Here is a link to an article by George Will from last November - http://www.newsweek.com/2010/11/20/will-a-senator-looks-back-to-the-future.html  While everyone should read the entire article, here is a key quote:

If LeMieux does run, his slogan might be: ?On to 2007!? That was, he says, ?the last good year,? and he asks: Would it result in grinding austerity for government to live for a while as it did then? He says that if federal spending were held at the 2007 level for 10 years, the budget would be balanced in 2013 and the national debt, currently $13.7 trillion, would be less than $7 trillion in 2020, with annual savings of hundreds of billions in debt-service costs. Absent action, he says, interest payments in 2020 on a debt of $26 trillion will be $900 billion.


In my opinion spending was WAY too high in 2007, but it shows the impact of self restraint on the fiscal situation in Washington.  Personally I would rather see something like what Rand Paul has in mind implemented, but even a return to a level of spending by the Feds to the historic averages since World War II would result in a return to fiscal sanity.  We can't afford the 25% increase in government spending that has occurred under Obama, and we don't need to increase taxes in an attempt to try to sustain the unsustainable.
 
Well this spending problem started well before Obama took office. It just hasn't got any better. Short term we need to get the economy going and stimulate job creation. Long term we need to cut spending and have sustainable growth in the economy. The trick is to balance the long and short without killing the patient.
 
Since less than 50% of working people pay federal taxes the easiest way to increase revenue is to tax more people.
 
iacrenter said:
Well this spending problem started well before Obama took office. It just hasn't got any better. Short term we need to get the economy going and stimulate job creation. Long term we need to cut spending and have sustainable growth in the economy. The trick is to balance the long and short without killing the patient.

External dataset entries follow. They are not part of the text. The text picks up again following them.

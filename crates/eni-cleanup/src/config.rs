//! Cleanup configuration.
//!
//! Loads and validates the cleanup configuration from TOML. Every optional
//! field has a documented default; unknown fields are rejected.

use crate::error::{ConfigError, ConfigResult};
use serde::{Deserialize, Serialize};
use std::fs;
use std::path::Path;
use std::time::Duration;

/// Descriptions owned by managed services. Interfaces whose description
/// contains one of these are never touched.
pub const DEFAULT_RESERVED_DESCRIPTIONS: &[&str] =
    &["ELB", "Amazon EKS", "AWS-mgmt", "NAT Gateway", "Kubernetes.io"];

const LOG_LEVELS: &[&str] = &["trace", "debug", "info", "warn", "error"];

/// Classification filters applied by the detector.
#[derive(Debug, Clone, Default, PartialEq, Serialize, Deserialize)]
#[serde(default, deny_unknown_fields)]
pub struct FilterConfig {
    /// Extra reserved-description markers, added to the built-in set
    pub reserved_descriptions: Vec<String>,

    /// Only interfaces carrying one of these tag keys are candidates
    pub include_tag_keys: Vec<String>,

    /// Interfaces carrying one of these tag keys are never candidates
    pub exclude_tag_keys: Vec<String>,

    /// Minimum age in days (needs a known creation time)
    pub older_than_days: Option<f64>,

    /// Tag-key prefixes that mark an available interface as a likely orphan
    /// (e.g. `kubernetes.io/cluster/`). Empty disables the heuristic.
    pub orphan_tag_prefixes: Vec<String>,
}

impl FilterConfig {
    /// Built-in reserved markers followed by the configured ones.
    pub fn reserved_markers(&self) -> impl Iterator<Item = &str> {
        DEFAULT_RESERVED_DESCRIPTIONS
            .iter()
            .copied()
            .chain(self.reserved_descriptions.iter().map(String::as_str))
    }

    pub fn with_exclude_tag_keys<I, S>(mut self, keys: I) -> Self
    where
        I: IntoIterator<Item = S>,
        S: Into<String>,
    {
        self.exclude_tag_keys = keys.into_iter().map(Into::into).collect();
        self
    }

    pub fn with_include_tag_keys<I, S>(mut self, keys: I) -> Self
    where
        I: IntoIterator<Item = S>,
        S: Into<String>,
    {
        self.include_tag_keys = keys.into_iter().map(Into::into).collect();
        self
    }

    pub fn with_older_than_days(mut self, days: f64) -> Self {
        self.older_than_days = Some(days);
        self
    }

    /// Validate filter configuration
    pub fn validate(&self) -> ConfigResult<()> {
        if let Some(days) = self.older_than_days {
            if !days.is_finite() || days < 0.0 {
                return Err(ConfigError::invalid_config(
                    "filter.older_than_days",
                    format!("must be a non-negative number, got {}", days),
                ));
            }
        }

        if self.reserved_descriptions.iter().any(String::is_empty) {
            return Err(ConfigError::invalid_config(
                "filter.reserved_descriptions",
                "empty marker would match every description",
            ));
        }

        Ok(())
    }
}

/// Options for the cleanup orchestrator.
#[derive(Debug, Clone, PartialEq, Serialize, Deserialize)]
#[serde(deny_unknown_fields)]
pub struct CleanupOptions {
    /// Record what would happen without changing anything
    #[serde(default)]
    pub dry_run: bool,

    /// Only remove security-group associations, never delete
    #[serde(default)]
    pub disassociate_only: bool,

    /// Remove only this group (and skip interfaces without it)
    #[serde(default)]
    pub target_security_group_id: Option<String>,

    /// Substituted when the remaining group set would be empty
    #[serde(default)]
    pub default_security_group_id: Option<String>,

    /// Maximum candidates processed at once within one region
    #[serde(default = "default_concurrency_limit")]
    pub concurrency_limit: usize,

    /// Upper bound on waiting for a detach to settle, in milliseconds
    #[serde(default = "default_detach_wait_ms")]
    pub detach_wait_ms: u64,

    /// Attachment polling interval while waiting, in milliseconds
    #[serde(default = "default_detach_poll_interval_ms")]
    pub detach_poll_interval_ms: u64,

    /// Pause between disassociation and the retry delete, in milliseconds
    #[serde(default = "default_retry_delay_ms")]
    pub retry_delay_ms: u64,
}

fn default_concurrency_limit() -> usize {
    4
}

fn default_detach_wait_ms() -> u64 {
    5000
}

fn default_detach_poll_interval_ms() -> u64 {
    1000
}

fn default_retry_delay_ms() -> u64 {
    2000
}

fn default_log_level() -> String {
    "info".to_string()
}

impl Default for CleanupOptions {
    fn default() -> Self {
        Self {
            dry_run: false,
            disassociate_only: false,
            target_security_group_id: None,
            default_security_group_id: None,
            concurrency_limit: default_concurrency_limit(),
            detach_wait_ms: default_detach_wait_ms(),
            detach_poll_interval_ms: default_detach_poll_interval_ms(),
            retry_delay_ms: default_retry_delay_ms(),
        }
    }
}

impl CleanupOptions {
    /// Options with every wait disabled. Meant for tests and simulations.
    pub fn immediate() -> Self {
        Self {
            detach_wait_ms: 0,
            detach_poll_interval_ms: 0,
            retry_delay_ms: 0,
            ..Self::default()
        }
    }

    pub fn with_dry_run(mut self, dry_run: bool) -> Self {
        self.dry_run = dry_run;
        self
    }

    pub fn with_disassociate_only(mut self, disassociate_only: bool) -> Self {
        self.disassociate_only = disassociate_only;
        self
    }

    pub fn with_target_security_group(mut self, group_id: impl Into<String>) -> Self {
        self.target_security_group_id = Some(group_id.into());
        self
    }

    pub fn with_default_security_group(mut self, group_id: impl Into<String>) -> Self {
        self.default_security_group_id = Some(group_id.into());
        self
    }

    pub fn with_concurrency_limit(mut self, limit: usize) -> Self {
        self.concurrency_limit = limit;
        self
    }

    /// Target group, ignoring empty strings.
    pub fn target_security_group(&self) -> Option<&str> {
        self.target_security_group_id.as_deref().filter(|g| !g.is_empty())
    }

    /// Default group, ignoring empty strings.
    pub fn default_security_group(&self) -> Option<&str> {
        self.default_security_group_id.as_deref().filter(|g| !g.is_empty())
    }

    /// Get detach wait as Duration
    pub fn detach_wait(&self) -> Duration {
        Duration::from_millis(self.detach_wait_ms)
    }

    /// Get detach poll interval as Duration
    pub fn detach_poll_interval(&self) -> Duration {
        Duration::from_millis(self.detach_poll_interval_ms)
    }

    /// Get retry delay as Duration
    pub fn retry_delay(&self) -> Duration {
        Duration::from_millis(self.retry_delay_ms)
    }

    /// Validate cleanup options
    pub fn validate(&self) -> ConfigResult<()> {
        if self.concurrency_limit == 0 {
            return Err(ConfigError::invalid_config(
                "cleanup.concurrency_limit",
                "must be at least 1",
            ));
        }

        if self.detach_wait_ms > 0 && self.detach_poll_interval_ms == 0 {
            return Err(ConfigError::invalid_config(
                "cleanup.detach_poll_interval_ms",
                "must be > 0 when detach_wait_ms is set",
            ));
        }

        if self.target_security_group_id.as_deref() == Some("") {
            return Err(ConfigError::invalid_config(
                "cleanup.target_security_group_id",
                "must not be empty",
            ));
        }

        if self.default_security_group_id.as_deref() == Some("") {
            return Err(ConfigError::invalid_config(
                "cleanup.default_security_group_id",
                "must not be empty",
            ));
        }

        Ok(())
    }
}

/// Complete cleanup configuration
#[derive(Debug, Clone, PartialEq, Serialize, Deserialize)]
#[serde(deny_unknown_fields)]
pub struct CleanupConfig {
    /// Regions to scan
    #[serde(default)]
    pub regions: Vec<String>,

    /// Detection filters
    #[serde(default)]
    pub filter: FilterConfig,

    /// Cleanup options
    #[serde(default)]
    pub cleanup: CleanupOptions,

    /// Log verbosity (trace, debug, info, warn, error)
    #[serde(default = "default_log_level")]
    pub log_level: String,
}

impl Default for CleanupConfig {
    fn default() -> Self {
        Self {
            regions: Vec::new(),
            filter: FilterConfig::default(),
            cleanup: CleanupOptions::default(),
            log_level: default_log_level(),
        }
    }
}

impl CleanupConfig {
    /// Creates a configuration for the given regions with default settings.
    pub fn for_regions<I, S>(regions: I) -> Self
    where
        I: IntoIterator<Item = S>,
        S: Into<String>,
    {
        Self {
            regions: regions.into_iter().map(Into::into).collect(),
            ..Self::default()
        }
    }

    /// Parse configuration from a TOML string
    pub fn from_toml_str(content: &str) -> ConfigResult<Self> {
        toml::from_str(content).map_err(|source| ConfigError::Parse { source })
    }

    /// Load configuration from a TOML file
    pub fn load(path: impl AsRef<Path>) -> ConfigResult<Self> {
        let path = path.as_ref();
        let content = fs::read_to_string(path).map_err(|source| ConfigError::Io {
            path: path.to_path_buf(),
            source,
        })?;
        Self::from_toml_str(&content)
    }

    /// Validate configuration
    pub fn validate(&self) -> ConfigResult<()> {
        if self.regions.is_empty() {
            return Err(ConfigError::invalid_config(
                "regions",
                "at least one region must be specified",
            ));
        }

        if let Some(region) = self.regions.iter().find(|r| r.trim().is_empty()) {
            return Err(ConfigError::invalid_config(
                "regions",
                format!("invalid region name '{}'", region),
            ));
        }

        if !LOG_LEVELS.contains(&self.log_level.to_lowercase().as_str()) {
            return Err(ConfigError::invalid_config(
                "log_level",
                format!(
                    "'{}' is not one of {}",
                    self.log_level,
                    LOG_LEVELS.join(", ")
                ),
            ));
        }

        self.filter.validate()?;
        self.cleanup.validate()
    }

    /// Regions in configured order with duplicates removed.
    pub fn unique_regions(&self) -> Vec<String> {
        let mut regions: Vec<String> = Vec::with_capacity(self.regions.len());
        for region in &self.regions {
            if !regions.contains(region) {
                regions.push(region.clone());
            }
        }
        regions
    }
}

The Federal budget in 2007 was about $2.7 trillion dollars.  The Federal budget in 2011 was $3.6 trillion dollars.  That's a 33% increase in spending.  If the Feds want to stimulate the economy, they need to get off the backs of productive members of society.  The government is not capable of creating jobs, only of redistributing wealth.
 
Before the clock strikes midnight tonight, the national debt will be $33 trillion. It hit $32 trillion June 16th (less than 2 months ago). There is a "time machine" on the upper left so you can look mostly back in time but also forward 4 years if spending were the same as today.


Note how today the interest on the debt is less than defense/war but in four years it is more than social security AND defense/war combined.

Towards the bottom you can see M2 money supply dropping. Least we're trying something.
 
From 1997 to 2001, President Bill Clinton had a balanced budget and generate surpluses.

in 2001, the Federal Government spent $1.835 Trillion. The population was 285 Million.

inflation from 2001 to today is 72.7%. The population is 332 Million.

The equivalent budget would be $1.835 * (332/285]* 1.727 = $3.69 Trillion.

The FY 2024 plan is $6.1 Trillion.

it’s lower than the last two years of Trump, 50% higher than the first two years of Trump which were already 50% higher than inflation and population adjusted Clinton’s balanced budget.

It’s a spending problem.

and before you blame social security, in 2001: SocSec was 23% of the outlays, today it is under 20%.
 
It’s clearly a spending problem. The problem is, as it always has been, the government rarely reduces spending and their first reaction is to ask for people to pay their fair share. California removed the SDI cap starting in 2024 to enhance family leave. That will be a sizable hit and if democrats had their way they would remove the wage cap for social security.